Story Shot 15, by Brian R. Wright PDF Version, 03 December 2020
Was writing a Christmas note to a friend of mine, Jack, and it went like this:
“Was going to call you Diamond Jack after one of the more colorful personalities in my Gentleman’s Drinking Club of Oakland County back in the ‘80s and ‘90s. [But I doubt you’re feeling like much more than an ordinary stone w/ the modern medicine-man treatments. (My friend, ‘Author’ Jack, has been taking radiation treatments.)]
“His real name was Jack <strong Irish surname>. I could write a long short story on this neon guy w/a heart of gold—even a novelette.
“He played the ponies.
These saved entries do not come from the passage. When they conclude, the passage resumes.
/// Time remaining until the next open/close transition
use chrono::NaiveTime;
use serde::Serialize;
use std::fmt;

use crate::utils::time::{minute_of_day, minutes_forward, MINUTES_PER_DAY};

/// Whole minutes until the next transition, always in 0..1440
#[derive(Debug, Clone, Copy, PartialEq, Eq, PartialOrd, Ord, Hash, Serialize)]
#[serde(transparent)]
pub struct RemainingTime(u16);

impl RemainingTime {
    /// `None` unless `minutes` is less than one day
    pub fn from_minutes(minutes: u16) -> Option<Self> {
        (minutes < MINUTES_PER_DAY).then_some(RemainingTime(minutes))
    }

    pub fn minutes(&self) -> u16 {
        self.0
    }

    pub fn hours_part(&self) -> u16 {
        self.0 / 60
    }

    pub fn minutes_part(&self) -> u16 {
        self.0 % 60
    }
}

impl fmt::Display for RemainingTime {
    fn fmt(&self, f: &mut fmt::Formatter<'_>) -> fmt::Result {
        match (self.hours_part(), self.minutes_part()) {
            (0, m) => write!(f, "{}m", m),
            (h, 0) => write!(f, "{}h", h),
            (h, m) => write!(f, "{}h {}m", h, m),
        }
    }
}

/// Minutes from `local_time` until closing (if open) or opening (if closed).
///
/// Arithmetic wraps through midnight, so an overnight session measured
/// before midnight counts the minutes left in the day plus the minutes up to
/// the closing time.
pub fn minutes_until_transition(
    local_time: NaiveTime,
    opening_time: NaiveTime,
    closing_time: NaiveTime,
    is_open: bool,
) -> RemainingTime {
    let now = minute_of_day(local_time);
    let target = if is_open {
        minute_of_day(closing_time)
    } else {
        minute_of_day(opening_time)
    };
    // minutes_forward stays within 0..1440
    RemainingTime(minutes_forward(now, target))
}

/// Render as "2h 30m", "6h" or "45m"
pub fn format_remaining(remaining: RemainingTime) -> String {
    remaining.to_string()
}
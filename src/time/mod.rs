pub mod clock;
pub mod projector;
pub mod remaining;
pub mod schedule;
pub mod session;
pub mod weekdays;

pub use clock::{Clock, FixedClock, SystemClock};
pub use projector::{project_in, project_local_time, resolve_time_zone, LocalClock};
pub use remaining::{format_remaining, minutes_until_transition, RemainingTime};
pub use schedule::{SessionKind, TradingSchedule};
pub use session::{is_session_open, session_phase, SessionPhase};
pub use weekdays::TradingDays;
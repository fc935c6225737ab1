/// Edits to the persisted exchange list, parsed from command-line words
use tracing::info;

use super::ExchangeStore;
use crate::error::{ClockError, Result};

pub const USAGE: &str = "\
Usage: manage_exchanges <command>

  list                    show every exchange in display order
  select <id>             show the exchange on the board
  deselect <id>           hide the exchange from the board
  toggle <id>             flip the selection of an exchange
  move <from> <to>        move by position in display order (0-based)
  order <id> <n>          set the display order of one exchange";

#[derive(Debug, Clone, PartialEq, Eq)]
pub enum StoreCommand {
    List,
    Select(String),
    Deselect(String),
    Toggle(String),
    Move { from: usize, to: usize },
    SetOrder { id: String, order: i32 },
}

impl StoreCommand {
    /// Parse `args` (program name already stripped)
    pub fn parse<S: AsRef<str>>(args: &[S]) -> Result<Self> {
        let words: Vec<&str> = args.iter().map(|a| a.as_ref()).collect();
        let command = match words.as_slice() {
            ["list"] => StoreCommand::List,
            ["select", id] => StoreCommand::Select(id.to_string()),
            ["deselect", id] => StoreCommand::Deselect(id.to_string()),
            ["toggle", id] => StoreCommand::Toggle(id.to_string()),
            ["move", from, to] => StoreCommand::Move {
                from: parse_number(from)?,
                to: parse_number(to)?,
            },
            ["order", id, order] => StoreCommand::SetOrder {
                id: id.to_string(),
                order: parse_number(order)?,
            },
            [] => return Err(ClockError::InvalidCommand("no command given".to_string())),
            other => return Err(ClockError::InvalidCommand(other.join(" "))),
        };
        Ok(command)
    }

    /// Whether applying the command changes the store
    pub fn is_edit(&self) -> bool {
        !matches!(self, StoreCommand::List)
    }

    /// Apply to the store and describe the outcome
    pub async fn apply(&self, store: &ExchangeStore) -> Result<String> {
        let message = match self {
            StoreCommand::List => {
                let lines: Vec<String> = store
                    .all()
                    .await
                    .iter()
                    .enumerate()
                    .map(|(position, e)| {
                        let mark = if e.is_selected { "x" } else { " " };
                        format!("{:>2} [{}] {:<8} {}", position, mark, e.id, e.name)
                    })
                    .collect();
                lines.join("\n")
            }
            StoreCommand::Select(id) => {
                store.set_selected(id, true).await?;
                format!("{} selected", id)
            }
            StoreCommand::Deselect(id) => {
                store.set_selected(id, false).await?;
                format!("{} deselected", id)
            }
            StoreCommand::Toggle(id) => {
                let selected = store.toggle_selected(id).await?;
                format!("{} {}", id, if selected { "selected" } else { "deselected" })
            }
            StoreCommand::Move { from, to } => {
                let list = store.reorder(*from, *to).await?;
                let id = list.get(*to).map(|e| e.id.as_str()).unwrap_or_default();
                format!("{} moved to position {}", id, to)
            }
            StoreCommand::SetOrder { id, order } => {
                store.set_display_order(id, *order).await?;
                format!("{} display order set to {}", id, order)
            }
        };

        if self.is_edit() {
            info!("{}", message);
        }
        Ok(message)
    }
}

fn parse_number<T: std::str::FromStr>(value: &str) -> Result<T> {
    value
        .parse()
        .map_err(|_| ClockError::InvalidCommand(format!("not a number: {}", value)))
}
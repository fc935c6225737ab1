/// Clock-tick driver for periodic board re-evaluation
use chrono::{DateTime, Timelike, Utc};
use std::sync::Arc;
use std::time::Duration;
use tokio::sync::mpsc;
use tokio::task::JoinHandle;
use tracing::debug;

use crate::error::{ClockError, Result};
use crate::time::Clock;

#[derive(Debug, Clone, Copy, PartialEq, Eq)]
pub enum TickReason {
    Start,
    Interval,
    Resume,
}

#[derive(Debug, Clone, Copy, PartialEq, Eq)]
pub struct Tick {
    pub at: DateTime<Utc>,
    pub reason: TickReason,
}

/// Delay from `now` until the next tick.
///
/// A one-minute interval lands on wall-clock minute boundaries; other
/// intervals are plain fixed delays.
pub fn delay_until_next_tick(now: DateTime<Utc>, interval: Duration) -> Duration {
    if interval != Duration::from_secs(60) {
        return interval;
    }
    let into_minute = Duration::new(u64::from(now.second()), now.nanosecond() % 1_000_000_000);
    interval.saturating_sub(into_minute).max(Duration::from_millis(1))
}

/// Emits ticks on a channel until dropped.
///
/// A tick is sent immediately on spawn, then after every interval, and
/// whenever `resume` is called.
pub struct MinuteTicker {
    resume_tx: mpsc::Sender<()>,
    handle: JoinHandle<()>,
}

impl MinuteTicker {
    pub fn spawn(clock: Arc<dyn Clock>, interval: Duration) -> (Self, mpsc::Receiver<Tick>) {
        let (tick_tx, tick_rx) = mpsc::channel(16);
        let (resume_tx, mut resume_rx) = mpsc::channel::<()>(4);

        let handle = tokio::spawn(async move {
            let mut reason = TickReason::Start;
            loop {
                let tick = Tick {
                    at: clock.now(),
                    reason,
                };
                if tick_tx.send(tick).await.is_err() {
                    debug!("Tick receiver dropped - stopping ticker");
                    break;
                }

                let delay = delay_until_next_tick(clock.now(), interval);
                reason = tokio::select! {
                    _ = tokio::time::sleep(delay) => TickReason::Interval,
                    resumed = resume_rx.recv() => match resumed {
                        Some(()) => TickReason::Resume,
                        None => break,
                    },
                };
            }
        });

        (MinuteTicker { resume_tx, handle }, tick_rx)
    }

    /// Request an immediate tick
    pub async fn resume(&self) -> Result<()> {
        self.resume_tx
            .send(())
            .await
            .map_err(|e| ClockError::Other(format!("Ticker stopped: {}", e)))
    }
}

impl Drop for MinuteTicker {
    fn drop(&mut self) {
        self.handle.abort();
    }
}

#[cfg(test)]
mod tests {
    use super::*;
    use crate::time::FixedClock;
    use chrono::TimeZone;

    #[test]
    fn test_delay_aligns_to_minute() {
        let now = Utc.with_ymd_and_hms(2025, 3, 4, 10, 0, 45).unwrap();
        assert_eq!(delay_until_next_tick(now, Duration::from_secs(60)), Duration::from_secs(15));

        let on_boundary = Utc.with_ymd_and_hms(2025, 3, 4, 10, 1, 0).unwrap();
        assert_eq!(delay_until_next_tick(on_boundary, Duration::from_secs(60)), Duration::from_secs(60));

        assert_eq!(delay_until_next_tick(now, Duration::from_secs(10)), Duration::from_secs(10));
    }

    #[tokio::test]
    async fn test_start_and_resume_ticks() {
        let instant = Utc.with_ymd_and_hms(2025, 3, 4, 10, 0, 0).unwrap();
        let clock = FixedClock::new(instant);
        let (ticker, mut ticks) = MinuteTicker::spawn(Arc::new(clock.clone()), Duration::from_secs(60));

        let first = ticks.recv().await.unwrap();
        assert_eq!(first.reason, TickReason::Start);
        assert_eq!(first.at, instant);

        clock.advance(chrono::Duration::seconds(5));
        ticker.resume().await.unwrap();
        let second = ticks.recv().await.unwrap();
        assert_eq!(second.reason, TickReason::Resume);
        assert_eq!(second.at, instant + chrono::Duration::seconds(5));
    }
}
pub mod time;

pub use time::*;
Michigan doesn’t have full horse-racing but does have a harness track in Northville, about four miles from me.
“So happens Jack was friends with my soon-to-be lady-boss’s boyfriend, and the couples—Jack and his wife, Clark and my soon-to-be-boss Cathy—were at the this Northville Downs that Jack and Clark liked to frequent. I had told Jack one night over at our club (EG Nicks of West Bloomfield) that my GM-EDS documentation group had just given me the bum’s rush outbound on a contract.
“Well, Cathy happened to be head of documentation for a an EDI (electronic data interchange—paperless business transactions software—which was just coming into its own in the early ‘90s) firm in Livonia… and the rest is history. Next week I’m working for her at $30/hour, a good rate at that time for technical writers.”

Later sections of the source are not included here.